(What the exercise asks):
Respond with the count alone after checking every line in the material below for "Misty".

(Data for processing):
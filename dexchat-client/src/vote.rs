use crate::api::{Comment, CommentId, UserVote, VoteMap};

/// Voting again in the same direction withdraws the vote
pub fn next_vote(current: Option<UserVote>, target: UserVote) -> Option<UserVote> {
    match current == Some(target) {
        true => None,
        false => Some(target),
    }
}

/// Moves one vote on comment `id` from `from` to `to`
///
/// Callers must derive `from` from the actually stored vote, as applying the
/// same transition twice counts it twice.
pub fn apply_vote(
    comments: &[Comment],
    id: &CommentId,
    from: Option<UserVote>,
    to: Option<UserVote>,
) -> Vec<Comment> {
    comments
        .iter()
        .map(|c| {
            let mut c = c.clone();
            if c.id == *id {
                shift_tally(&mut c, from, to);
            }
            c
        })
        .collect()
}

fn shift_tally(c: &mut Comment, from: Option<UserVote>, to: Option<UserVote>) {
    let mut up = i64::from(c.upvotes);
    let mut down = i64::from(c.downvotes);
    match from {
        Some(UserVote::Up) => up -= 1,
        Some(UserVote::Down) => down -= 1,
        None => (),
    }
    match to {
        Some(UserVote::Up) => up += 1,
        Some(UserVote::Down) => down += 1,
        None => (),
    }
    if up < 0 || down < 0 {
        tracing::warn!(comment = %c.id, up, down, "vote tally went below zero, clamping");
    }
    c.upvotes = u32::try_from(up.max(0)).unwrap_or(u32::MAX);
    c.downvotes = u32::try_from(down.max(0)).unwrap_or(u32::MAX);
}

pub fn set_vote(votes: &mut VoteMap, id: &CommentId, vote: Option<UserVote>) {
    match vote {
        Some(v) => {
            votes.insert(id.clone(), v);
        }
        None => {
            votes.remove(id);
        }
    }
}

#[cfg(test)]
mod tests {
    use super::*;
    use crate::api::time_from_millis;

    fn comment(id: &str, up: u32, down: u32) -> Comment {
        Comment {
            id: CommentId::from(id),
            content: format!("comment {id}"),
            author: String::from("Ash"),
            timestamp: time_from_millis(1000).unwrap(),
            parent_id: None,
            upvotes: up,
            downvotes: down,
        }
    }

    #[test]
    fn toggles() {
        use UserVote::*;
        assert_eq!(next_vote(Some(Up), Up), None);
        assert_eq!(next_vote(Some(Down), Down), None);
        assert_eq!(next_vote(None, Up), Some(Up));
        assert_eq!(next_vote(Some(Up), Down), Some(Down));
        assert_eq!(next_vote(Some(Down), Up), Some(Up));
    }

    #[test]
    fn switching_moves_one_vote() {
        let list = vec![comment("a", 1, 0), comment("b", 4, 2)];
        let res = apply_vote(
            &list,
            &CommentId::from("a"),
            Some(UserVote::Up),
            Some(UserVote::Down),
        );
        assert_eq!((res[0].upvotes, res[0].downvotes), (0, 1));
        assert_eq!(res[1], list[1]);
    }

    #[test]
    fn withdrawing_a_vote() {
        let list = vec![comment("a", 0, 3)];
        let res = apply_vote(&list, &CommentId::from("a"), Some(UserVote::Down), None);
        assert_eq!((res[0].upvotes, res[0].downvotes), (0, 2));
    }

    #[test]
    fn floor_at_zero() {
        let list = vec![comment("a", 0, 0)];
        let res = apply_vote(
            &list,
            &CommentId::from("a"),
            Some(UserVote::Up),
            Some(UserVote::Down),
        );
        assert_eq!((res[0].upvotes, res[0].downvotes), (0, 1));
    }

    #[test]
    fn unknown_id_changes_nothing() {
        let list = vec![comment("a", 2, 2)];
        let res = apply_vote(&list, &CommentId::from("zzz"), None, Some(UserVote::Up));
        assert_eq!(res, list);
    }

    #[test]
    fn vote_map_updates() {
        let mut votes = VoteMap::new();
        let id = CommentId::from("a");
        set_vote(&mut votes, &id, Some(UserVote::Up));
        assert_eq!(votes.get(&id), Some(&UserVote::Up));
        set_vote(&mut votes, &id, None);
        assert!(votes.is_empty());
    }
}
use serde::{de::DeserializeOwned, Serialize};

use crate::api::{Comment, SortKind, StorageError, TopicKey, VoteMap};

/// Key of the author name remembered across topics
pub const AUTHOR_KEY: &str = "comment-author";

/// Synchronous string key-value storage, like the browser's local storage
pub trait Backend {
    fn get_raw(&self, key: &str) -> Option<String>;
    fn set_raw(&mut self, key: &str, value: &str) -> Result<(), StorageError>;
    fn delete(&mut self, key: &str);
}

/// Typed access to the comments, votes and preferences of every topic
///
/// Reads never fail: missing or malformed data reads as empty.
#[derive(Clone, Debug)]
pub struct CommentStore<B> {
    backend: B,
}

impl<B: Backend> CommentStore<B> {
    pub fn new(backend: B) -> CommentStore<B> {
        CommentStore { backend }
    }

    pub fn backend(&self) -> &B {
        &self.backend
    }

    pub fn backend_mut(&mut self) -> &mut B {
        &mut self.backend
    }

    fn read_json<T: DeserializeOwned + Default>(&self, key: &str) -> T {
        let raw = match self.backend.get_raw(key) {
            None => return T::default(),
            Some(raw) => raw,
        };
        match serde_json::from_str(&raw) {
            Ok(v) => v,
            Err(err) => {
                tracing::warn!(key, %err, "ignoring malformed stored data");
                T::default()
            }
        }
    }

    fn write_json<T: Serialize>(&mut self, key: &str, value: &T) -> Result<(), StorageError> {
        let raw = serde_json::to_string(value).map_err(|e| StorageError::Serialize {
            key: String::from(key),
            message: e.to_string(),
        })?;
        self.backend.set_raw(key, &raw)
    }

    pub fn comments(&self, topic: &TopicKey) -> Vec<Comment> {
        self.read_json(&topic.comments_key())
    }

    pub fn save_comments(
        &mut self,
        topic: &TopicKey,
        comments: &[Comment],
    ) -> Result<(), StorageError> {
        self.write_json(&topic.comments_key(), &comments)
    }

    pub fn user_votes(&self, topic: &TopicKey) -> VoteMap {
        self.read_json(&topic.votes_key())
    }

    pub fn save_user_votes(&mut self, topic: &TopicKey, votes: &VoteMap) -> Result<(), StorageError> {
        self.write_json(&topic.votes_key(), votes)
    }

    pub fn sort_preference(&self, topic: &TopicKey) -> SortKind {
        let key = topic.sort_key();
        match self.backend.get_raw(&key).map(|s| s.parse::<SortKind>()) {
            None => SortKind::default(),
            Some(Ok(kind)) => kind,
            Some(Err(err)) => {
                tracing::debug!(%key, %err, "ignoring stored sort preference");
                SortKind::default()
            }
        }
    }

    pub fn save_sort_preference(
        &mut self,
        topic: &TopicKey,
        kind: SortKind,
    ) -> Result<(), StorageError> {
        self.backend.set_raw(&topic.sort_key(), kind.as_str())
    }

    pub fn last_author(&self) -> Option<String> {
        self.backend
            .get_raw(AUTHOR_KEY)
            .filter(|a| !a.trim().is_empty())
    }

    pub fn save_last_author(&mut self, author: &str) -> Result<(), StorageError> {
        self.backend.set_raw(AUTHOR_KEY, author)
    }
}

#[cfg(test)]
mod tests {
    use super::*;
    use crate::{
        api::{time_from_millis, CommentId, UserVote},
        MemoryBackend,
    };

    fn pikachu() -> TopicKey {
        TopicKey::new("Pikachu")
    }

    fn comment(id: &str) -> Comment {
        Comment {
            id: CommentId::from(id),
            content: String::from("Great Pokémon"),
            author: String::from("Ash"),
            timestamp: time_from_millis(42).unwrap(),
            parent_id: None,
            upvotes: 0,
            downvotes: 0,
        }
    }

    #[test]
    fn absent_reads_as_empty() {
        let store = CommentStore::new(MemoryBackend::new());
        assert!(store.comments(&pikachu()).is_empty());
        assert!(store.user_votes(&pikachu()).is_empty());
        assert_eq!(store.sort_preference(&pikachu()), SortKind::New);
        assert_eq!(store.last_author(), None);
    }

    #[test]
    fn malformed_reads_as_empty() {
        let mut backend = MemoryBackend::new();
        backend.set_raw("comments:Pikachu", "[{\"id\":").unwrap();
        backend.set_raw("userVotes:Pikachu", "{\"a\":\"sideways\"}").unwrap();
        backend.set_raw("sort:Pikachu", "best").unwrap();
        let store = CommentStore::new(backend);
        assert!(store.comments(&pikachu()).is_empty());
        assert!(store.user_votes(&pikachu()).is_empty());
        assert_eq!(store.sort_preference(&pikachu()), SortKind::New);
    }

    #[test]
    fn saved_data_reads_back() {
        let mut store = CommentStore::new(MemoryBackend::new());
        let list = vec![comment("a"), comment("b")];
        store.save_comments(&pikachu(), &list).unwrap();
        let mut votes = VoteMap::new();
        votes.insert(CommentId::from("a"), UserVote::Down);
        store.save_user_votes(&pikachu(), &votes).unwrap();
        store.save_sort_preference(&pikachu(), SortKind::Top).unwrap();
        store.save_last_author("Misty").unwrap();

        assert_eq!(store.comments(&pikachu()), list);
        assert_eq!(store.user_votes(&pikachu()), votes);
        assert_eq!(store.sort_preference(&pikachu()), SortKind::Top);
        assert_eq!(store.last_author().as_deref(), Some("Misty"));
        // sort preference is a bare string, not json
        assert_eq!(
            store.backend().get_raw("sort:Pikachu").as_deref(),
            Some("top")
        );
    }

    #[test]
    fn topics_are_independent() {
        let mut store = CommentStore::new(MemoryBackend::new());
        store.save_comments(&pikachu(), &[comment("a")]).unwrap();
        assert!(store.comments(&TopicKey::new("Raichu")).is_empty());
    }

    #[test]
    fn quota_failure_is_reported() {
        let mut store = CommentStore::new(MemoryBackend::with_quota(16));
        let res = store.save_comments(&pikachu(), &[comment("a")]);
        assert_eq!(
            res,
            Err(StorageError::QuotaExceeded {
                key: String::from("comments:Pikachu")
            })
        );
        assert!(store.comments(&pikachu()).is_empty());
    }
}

* * *

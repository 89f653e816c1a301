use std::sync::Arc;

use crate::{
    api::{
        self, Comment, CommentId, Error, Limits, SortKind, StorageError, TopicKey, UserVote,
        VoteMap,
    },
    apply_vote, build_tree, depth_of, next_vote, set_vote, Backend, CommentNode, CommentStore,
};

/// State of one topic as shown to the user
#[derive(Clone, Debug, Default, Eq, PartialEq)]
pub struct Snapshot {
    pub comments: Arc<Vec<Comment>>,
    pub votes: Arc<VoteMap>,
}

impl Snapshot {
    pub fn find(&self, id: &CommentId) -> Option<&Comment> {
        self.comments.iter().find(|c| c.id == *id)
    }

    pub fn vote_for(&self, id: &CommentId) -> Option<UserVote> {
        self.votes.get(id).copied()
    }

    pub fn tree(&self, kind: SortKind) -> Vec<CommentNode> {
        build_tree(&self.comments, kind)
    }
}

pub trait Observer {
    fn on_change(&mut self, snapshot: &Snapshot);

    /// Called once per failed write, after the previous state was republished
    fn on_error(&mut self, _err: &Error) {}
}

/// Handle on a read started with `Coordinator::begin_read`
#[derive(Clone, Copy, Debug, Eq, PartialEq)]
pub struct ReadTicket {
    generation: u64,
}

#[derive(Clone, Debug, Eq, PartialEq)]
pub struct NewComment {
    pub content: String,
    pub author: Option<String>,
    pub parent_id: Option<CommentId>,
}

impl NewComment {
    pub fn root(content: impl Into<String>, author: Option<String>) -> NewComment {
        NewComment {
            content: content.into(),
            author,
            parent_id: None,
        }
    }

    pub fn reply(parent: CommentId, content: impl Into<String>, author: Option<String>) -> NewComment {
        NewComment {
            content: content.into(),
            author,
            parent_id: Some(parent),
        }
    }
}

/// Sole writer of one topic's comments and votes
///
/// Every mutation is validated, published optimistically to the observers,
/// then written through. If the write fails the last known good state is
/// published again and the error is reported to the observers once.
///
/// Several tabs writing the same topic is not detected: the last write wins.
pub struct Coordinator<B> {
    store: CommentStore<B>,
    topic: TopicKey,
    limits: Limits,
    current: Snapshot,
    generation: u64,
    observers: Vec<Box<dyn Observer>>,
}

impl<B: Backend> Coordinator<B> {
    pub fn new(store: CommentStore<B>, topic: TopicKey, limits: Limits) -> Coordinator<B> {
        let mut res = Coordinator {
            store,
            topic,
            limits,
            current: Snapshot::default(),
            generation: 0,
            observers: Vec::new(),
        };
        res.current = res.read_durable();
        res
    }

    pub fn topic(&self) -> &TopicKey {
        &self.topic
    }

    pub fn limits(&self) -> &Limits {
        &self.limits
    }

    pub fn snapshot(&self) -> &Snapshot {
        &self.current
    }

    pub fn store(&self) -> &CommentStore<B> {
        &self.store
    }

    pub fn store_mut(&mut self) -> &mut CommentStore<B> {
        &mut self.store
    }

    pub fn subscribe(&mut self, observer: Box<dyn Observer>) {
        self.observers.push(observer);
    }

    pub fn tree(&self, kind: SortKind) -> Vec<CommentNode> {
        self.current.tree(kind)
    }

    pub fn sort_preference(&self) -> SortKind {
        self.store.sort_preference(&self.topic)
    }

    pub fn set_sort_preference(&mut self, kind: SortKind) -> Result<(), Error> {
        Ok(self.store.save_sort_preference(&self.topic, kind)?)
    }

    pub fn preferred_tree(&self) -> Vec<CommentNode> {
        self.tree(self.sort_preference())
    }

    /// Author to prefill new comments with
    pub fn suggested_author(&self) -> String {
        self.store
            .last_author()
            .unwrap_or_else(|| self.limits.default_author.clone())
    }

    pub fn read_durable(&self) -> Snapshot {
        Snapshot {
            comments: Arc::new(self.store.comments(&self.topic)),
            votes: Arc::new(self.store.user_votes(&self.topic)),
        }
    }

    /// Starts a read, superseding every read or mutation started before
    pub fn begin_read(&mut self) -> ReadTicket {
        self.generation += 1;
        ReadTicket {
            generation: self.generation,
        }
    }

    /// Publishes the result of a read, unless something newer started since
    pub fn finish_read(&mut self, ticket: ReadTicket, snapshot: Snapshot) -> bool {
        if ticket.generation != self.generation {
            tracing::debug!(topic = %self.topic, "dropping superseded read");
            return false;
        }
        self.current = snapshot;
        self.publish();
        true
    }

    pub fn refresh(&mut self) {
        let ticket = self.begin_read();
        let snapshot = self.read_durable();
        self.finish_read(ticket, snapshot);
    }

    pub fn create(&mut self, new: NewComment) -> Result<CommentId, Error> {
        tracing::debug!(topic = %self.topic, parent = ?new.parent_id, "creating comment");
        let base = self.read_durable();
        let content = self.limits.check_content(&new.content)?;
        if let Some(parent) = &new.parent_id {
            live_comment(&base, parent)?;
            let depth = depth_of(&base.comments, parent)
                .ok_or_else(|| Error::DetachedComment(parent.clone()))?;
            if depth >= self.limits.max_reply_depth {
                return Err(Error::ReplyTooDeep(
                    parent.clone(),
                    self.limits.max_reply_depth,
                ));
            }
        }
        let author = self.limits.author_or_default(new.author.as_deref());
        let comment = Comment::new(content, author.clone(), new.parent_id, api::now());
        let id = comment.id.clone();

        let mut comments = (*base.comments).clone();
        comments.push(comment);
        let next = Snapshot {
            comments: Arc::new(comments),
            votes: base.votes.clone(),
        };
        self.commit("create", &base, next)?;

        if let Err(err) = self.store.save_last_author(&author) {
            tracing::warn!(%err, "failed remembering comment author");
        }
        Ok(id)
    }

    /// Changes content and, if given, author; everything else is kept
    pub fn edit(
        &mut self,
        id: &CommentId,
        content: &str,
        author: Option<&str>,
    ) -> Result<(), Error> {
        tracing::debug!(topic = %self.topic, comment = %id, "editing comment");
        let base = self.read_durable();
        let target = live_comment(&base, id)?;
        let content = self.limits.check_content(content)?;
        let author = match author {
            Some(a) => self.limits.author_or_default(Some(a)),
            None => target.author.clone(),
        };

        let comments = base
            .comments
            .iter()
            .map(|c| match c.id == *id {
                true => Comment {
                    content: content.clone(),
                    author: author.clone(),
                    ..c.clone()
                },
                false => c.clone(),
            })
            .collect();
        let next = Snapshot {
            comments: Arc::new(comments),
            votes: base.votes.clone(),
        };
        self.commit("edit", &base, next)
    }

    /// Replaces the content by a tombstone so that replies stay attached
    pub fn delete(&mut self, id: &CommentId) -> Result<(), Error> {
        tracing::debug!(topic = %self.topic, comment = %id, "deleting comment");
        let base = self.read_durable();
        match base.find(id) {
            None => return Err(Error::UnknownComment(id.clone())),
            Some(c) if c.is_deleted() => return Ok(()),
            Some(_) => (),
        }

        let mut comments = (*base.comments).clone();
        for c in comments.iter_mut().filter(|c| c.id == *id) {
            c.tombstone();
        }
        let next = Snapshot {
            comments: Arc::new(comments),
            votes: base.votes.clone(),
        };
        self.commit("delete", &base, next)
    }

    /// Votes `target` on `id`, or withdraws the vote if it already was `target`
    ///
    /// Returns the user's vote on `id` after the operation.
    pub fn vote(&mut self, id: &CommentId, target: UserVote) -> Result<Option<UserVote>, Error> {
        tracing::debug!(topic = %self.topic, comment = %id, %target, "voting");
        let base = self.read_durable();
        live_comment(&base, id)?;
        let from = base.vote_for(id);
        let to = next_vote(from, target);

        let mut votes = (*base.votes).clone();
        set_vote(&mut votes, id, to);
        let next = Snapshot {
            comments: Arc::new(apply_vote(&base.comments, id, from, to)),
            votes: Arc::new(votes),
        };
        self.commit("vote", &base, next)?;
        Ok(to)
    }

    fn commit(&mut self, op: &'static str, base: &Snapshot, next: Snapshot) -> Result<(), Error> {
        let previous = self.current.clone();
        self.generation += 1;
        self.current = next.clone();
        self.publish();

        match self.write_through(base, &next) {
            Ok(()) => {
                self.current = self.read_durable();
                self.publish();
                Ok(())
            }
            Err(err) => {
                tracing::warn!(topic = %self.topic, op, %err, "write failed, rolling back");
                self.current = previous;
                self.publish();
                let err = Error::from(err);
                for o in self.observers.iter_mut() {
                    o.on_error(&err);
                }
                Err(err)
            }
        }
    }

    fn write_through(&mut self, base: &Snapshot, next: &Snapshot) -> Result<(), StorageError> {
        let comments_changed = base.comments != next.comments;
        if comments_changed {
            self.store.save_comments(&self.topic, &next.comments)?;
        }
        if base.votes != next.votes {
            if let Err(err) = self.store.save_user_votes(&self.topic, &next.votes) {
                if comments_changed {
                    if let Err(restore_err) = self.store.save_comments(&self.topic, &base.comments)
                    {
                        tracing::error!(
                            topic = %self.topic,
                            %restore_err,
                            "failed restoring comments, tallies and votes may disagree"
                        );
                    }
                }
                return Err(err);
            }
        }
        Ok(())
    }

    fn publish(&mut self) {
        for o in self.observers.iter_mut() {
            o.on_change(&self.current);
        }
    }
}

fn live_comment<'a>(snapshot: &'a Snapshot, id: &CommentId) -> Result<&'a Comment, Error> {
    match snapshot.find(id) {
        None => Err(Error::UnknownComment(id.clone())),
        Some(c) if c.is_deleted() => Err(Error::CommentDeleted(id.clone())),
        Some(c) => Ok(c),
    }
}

* * *

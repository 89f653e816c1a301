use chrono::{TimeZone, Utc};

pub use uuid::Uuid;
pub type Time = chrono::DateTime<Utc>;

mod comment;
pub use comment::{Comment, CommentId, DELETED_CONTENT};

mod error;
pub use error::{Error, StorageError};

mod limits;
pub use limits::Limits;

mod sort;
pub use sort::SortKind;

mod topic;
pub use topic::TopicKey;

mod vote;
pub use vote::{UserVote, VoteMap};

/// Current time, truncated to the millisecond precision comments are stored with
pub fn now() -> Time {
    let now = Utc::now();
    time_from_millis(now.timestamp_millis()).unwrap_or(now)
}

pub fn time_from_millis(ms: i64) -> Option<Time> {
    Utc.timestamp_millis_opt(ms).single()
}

(Response area):
2